Size of Cache Lists: Brokers maintain a complete and up-to-date view on their resource pool. To allow for local scheduling decisions, they share this knowledge with the consumers by periodically distributing cache lists. This might result in a
6.3. Decentralized Scheduling 123
large amount of data transfer between the broker and the consumers. To reduce the communication overhead that is used for resource list propagation, consumers only retrieve a subset of this list. As each consumer gets a different share of the complete list, the load can be distributed equally across all providers. However, if the lists become too small, consumers might not be able to find suitable providers and have to send a resource request to the broker.
Composition of Cache Lists: Brokers might store multiple properties of each resource provider. Providers may vary in their availability, their hardware, and also in their connectivity. These properties can be used in a context-aware scheduling system.
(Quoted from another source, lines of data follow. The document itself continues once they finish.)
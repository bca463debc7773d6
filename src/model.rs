use crate::scheduler::SchedError;
use chrono::{Datelike, NaiveDate, Weekday};
use serde::{Deserialize, Serialize};
use uuid::Uuid;

/// Motif par défaut d'une indisponibilité récurrente ajoutée sans précision.
pub const DEFAULT_REASON: &str = "Ocupado";

/// Couleurs attribuées aux leaders (dans l'ordre d'ajout).
pub const LEADER_PALETTE: [&str; 8] = [
    "#6366f1", "#10b981", "#f59e0b", "#f43f5e", "#8b5cf6", "#06b6d4", "#ec4899", "#f97316",
];

/// Identifiant fort pour Person
#[derive(Debug, Clone, PartialEq, Eq, Hash, Serialize, Deserialize)]
pub struct PersonId(String);

impl PersonId {
    pub fn new<S: AsRef<str>>(s: S) -> Self {
        Self(s.as_ref().to_owned())
    }
    pub fn random() -> Self {
        Self(Uuid::new_v4().to_string())
    }
    pub fn as_str(&self) -> &str {
        &self.0
    }
}

/// Rôle dans l'équipe de son. Fixé à la création, jamais modifié par le moteur.
#[derive(Debug, Clone, Copy, PartialEq, Eq, Hash, Serialize, Deserialize)]
#[serde(rename_all = "lowercase")]
pub enum Role {
    Leader,
    Participant,
}

impl Role {
    /// Libellé affiché dans les motifs de conflit.
    pub fn label(self) -> &'static str {
        match self {
            Role::Leader => "Líder",
            Role::Participant => "Auxiliar",
        }
    }
}

/// Indice du jour de semaine, 0 = dimanche … 6 = samedi.
pub fn weekday_index(date: NaiveDate) -> u8 {
    date.weekday().num_days_from_sunday() as u8
}

/// Indisponibilité récurrente (tous les `day_of_week`).
#[derive(Debug, Clone, PartialEq, Eq, Serialize, Deserialize)]
pub struct UnavailableDay {
    pub day_of_week: u8,
    pub reason: String,
}

impl UnavailableDay {
    /// Crée une indisponibilité en validant `day_of_week <= 6`.
    pub fn new<R: Into<String>>(day_of_week: u8, reason: R) -> Result<Self, SchedError> {
        if day_of_week > 6 {
            return Err(SchedError::InvalidWeekday(day_of_week));
        }
        Ok(Self {
            day_of_week,
            reason: reason.into(),
        })
    }

    pub fn matches(&self, date: NaiveDate) -> bool {
        self.day_of_week == weekday_index(date)
    }
}

/// Indisponibilité ponctuelle, pour une date précise.
#[derive(Debug, Clone, PartialEq, Eq, Serialize, Deserialize)]
pub struct UnavailableDate {
    pub date: NaiveDate,
    pub reason: String,
}

impl UnavailableDate {
    pub fn matches(&self, date: NaiveDate) -> bool {
        self.date == date
    }
}

/// Membre de l'équipe
#[derive(Debug, Clone, PartialEq, Eq, Serialize, Deserialize)]
pub struct Person {
    pub id: PersonId,
    pub name: String,
    pub role: Role,
    #[serde(default, skip_serializing_if = "Vec::is_empty")]
    pub unavailable_days: Vec<UnavailableDay>,
    #[serde(default, skip_serializing_if = "Vec::is_empty")]
    pub unavailable_dates: Vec<UnavailableDate>,
    #[serde(default, skip_serializing_if = "Option::is_none")]
    pub color: Option<String>,
}

impl Person {
    pub fn new<N: Into<String>>(name: N, role: Role) -> Self {
        Self {
            id: PersonId::random(),
            name: name.into(),
            role,
            unavailable_days: Vec::new(),
            unavailable_dates: Vec::new(),
            color: None,
        }
    }

    pub fn leader<N: Into<String>>(name: N) -> Self {
        Self::new(name, Role::Leader)
    }

    pub fn participant<N: Into<String>>(name: N) -> Self {
        Self::new(name, Role::Participant)
    }

    /// Ajoute une indisponibilité récurrente (builder).
    pub fn busy_every<R: Into<String>>(mut self, weekday: Weekday, reason: R) -> Self {
        self.unavailable_days.push(UnavailableDay {
            day_of_week: weekday.num_days_from_sunday() as u8,
            reason: reason.into(),
        });
        self
    }

    /// Ajoute une indisponibilité ponctuelle (builder).
    pub fn busy_on<R: Into<String>>(mut self, date: NaiveDate, reason: R) -> Self {
        self.unavailable_dates.push(UnavailableDate {
            date,
            reason: reason.into(),
        });
        self
    }

    pub fn is_leader(&self) -> bool {
        self.role == Role::Leader
    }
}

/// Affectation d'un jour de service : le leader d'abord, puis l'auxiliaire éventuel.
#[derive(Debug, Clone, PartialEq, Eq, Serialize, Deserialize)]
pub struct Assignment {
    pub date: NaiveDate,
    pub covered_by: Vec<PersonId>,
    pub has_conflict: bool,
    #[serde(default, skip_serializing_if = "Option::is_none")]
    pub conflict_reason: Option<String>,
}

impl Assignment {
    pub fn leader(&self) -> Option<&PersonId> {
        self.covered_by.first()
    }

    pub fn participant(&self) -> Option<&PersonId> {
        self.covered_by.get(1)
    }
}

/// Résultat d'une génération pour un mois (mois 0..=11).
#[derive(Debug, Clone, PartialEq, Eq, Serialize, Deserialize)]
pub struct MonthlySchedule {
    pub month: u32,
    pub year: i32,
    pub assignments: Vec<Assignment>,
}

impl MonthlySchedule {
    pub fn conflict_count(&self) -> usize {
        self.assignments.iter().filter(|a| a.has_conflict).count()
    }
}

/// Roster complet (équipe de son)
#[derive(Debug, Clone, Serialize, Deserialize, Default)]
pub struct Roster {
    #[serde(default)]
    pub people: Vec<Person>,
}

impl Roster {
    pub fn find_person_by_name<'a>(&'a self, name: &str) -> Option<&'a Person> {
        self.people.iter().find(|p| p.name == name)
    }
    pub fn find_person_by_id<'a>(&'a self, id: &PersonId) -> Option<&'a Person> {
        self.people.iter().find(|p| &p.id == id)
    }
    pub fn find_person_mut_by_id(&mut self, id: &PersonId) -> Option<&mut Person> {
        self.people.iter_mut().find(|p| &p.id == id)
    }

    pub fn count(&self, role: Role) -> usize {
        self.people.iter().filter(|p| p.role == role).count()
    }

    /// Ajoute un membre ; les leaders reçoivent une couleur de la palette.
    pub fn add_member<N: Into<String>>(&mut self, name: N, role: Role) -> PersonId {
        let mut person = Person::new(name, role);
        self.paint(&mut person);
        let id = person.id.clone();
        self.people.push(person);
        id
    }

    /// Ajoute des membres importés. Tout ou rien : un nom déjà présent
    /// (dans le roster ou dans le lot) rejette l'import entier.
    pub fn import_members(&mut self, people: Vec<Person>) -> Result<usize, SchedError> {
        for (idx, p) in people.iter().enumerate() {
            let repeated = people[..idx].iter().any(|q| q.name == p.name);
            if repeated || self.find_person_by_name(&p.name).is_some() {
                return Err(SchedError::DuplicateMember(p.name.clone()));
            }
        }
        let count = people.len();
        for mut person in people {
            if person.color.is_none() {
                self.paint(&mut person);
            }
            self.people.push(person);
        }
        Ok(count)
    }

    fn paint(&self, person: &mut Person) {
        if person.role == Role::Leader {
            let idx = self.count(Role::Leader) % LEADER_PALETTE.len();
            person.color = Some(LEADER_PALETTE[idx].to_string());
        }
    }

    pub fn remove_member(&mut self, id: &PersonId) -> Option<Person> {
        let pos = self.people.iter().position(|p| &p.id == id)?;
        Some(self.people.remove(pos))
    }

    /// Bascule l'indisponibilité récurrente d'un jour.
    /// Retourne `true` si le membre est désormais indisponible ce jour-là.
    pub fn toggle_unavailable_day(
        &mut self,
        id: &PersonId,
        day_of_week: u8,
    ) -> Result<bool, SchedError> {
        let entry = UnavailableDay::new(day_of_week, DEFAULT_REASON)?;
        let person = self.person_mut(id)?;
        if person
            .unavailable_days
            .iter()
            .any(|d| d.day_of_week == day_of_week)
        {
            person.unavailable_days.retain(|d| d.day_of_week != day_of_week);
            Ok(false)
        } else {
            person.unavailable_days.push(entry);
            Ok(true)
        }
    }

    /// Ajoute une indisponibilité ponctuelle. Une date déjà présente est ignorée (`false`).
    pub fn add_unavailable_date<R: Into<String>>(
        &mut self,
        id: &PersonId,
        date: NaiveDate,
        reason: R,
    ) -> Result<bool, SchedError> {
        let person = self.person_mut(id)?;
        if person.unavailable_dates.iter().any(|d| d.date == date) {
            return Ok(false);
        }
        person.unavailable_dates.push(UnavailableDate {
            date,
            reason: reason.into(),
        });
        Ok(true)
    }

    pub fn remove_unavailable_date(
        &mut self,
        id: &PersonId,
        date: NaiveDate,
    ) -> Result<bool, SchedError> {
        let person = self.person_mut(id)?;
        let before = person.unavailable_dates.len();
        person.unavailable_dates.retain(|d| d.date != date);
        Ok(person.unavailable_dates.len() != before)
    }

    /// Remplace l'équipe par la composition par défaut (6 leaders, 10 auxiliaires).
    pub fn reset_to_default(&mut self) {
        const LEADERS: [&str; 6] = ["Carlos", "Claudinei", "Marcos", "Tamara", "Victor", "Wales"];
        const PARTICIPANTS: [&str; 10] = [
            "Rebeca", "Joabe", "Milena", "Weverson", "Letícia", "Kalebe", "Luis", "Kauan",
            "Edmilson", "Davi",
        ];
        self.people.clear();
        for name in LEADERS {
            self.add_member(name, Role::Leader);
        }
        for name in PARTICIPANTS {
            self.add_member(name, Role::Participant);
        }
    }

    fn person_mut(&mut self, id: &PersonId) -> Result<&mut Person, SchedError> {
        self.find_person_mut_by_id(id)
            .ok_or_else(|| SchedError::UnknownPerson(id.as_str().to_string()))
    }
}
As the broker only forwards a share of the overall provider list to each consumer, the composition of the list might have an impact on the performance of the scheduling decisions. Each Tasklet might have several requirements for execution that only some of the providers fulfill. The composition of the cache lists can be managed in two ways. Providers can be either picked randomly or the mixture of providers can be balanced based on their properties. While the first approach reduces the complexity of creating provider lists, the second approach guarantees a fair propagation of providers to the consumers, which might be more likely to find a suitable provider for the execution of their Tasklets.
Update Intervals: Due to the fact that providers might leave the system at any time, the cached resource lists of the consumers eventually become outdated. Depending on the degree of dynamism, the speed of this process varies. As a result of dynamism, consumers are unable to reach the selected providers. To keep the cache lists up-to-date, brokers periodically send updates to the consumers. The interval of these updates represents another trade-off between up-to-dateness and overhead caused by the propagation. Instead of using fixed intervals, the brokers can monitor the degree of dynamism in the system and adapt the time interval between two updates accordingly. While this approach allows for a context-aware adaptation of the update intervals, the monitoring introduces further overhead.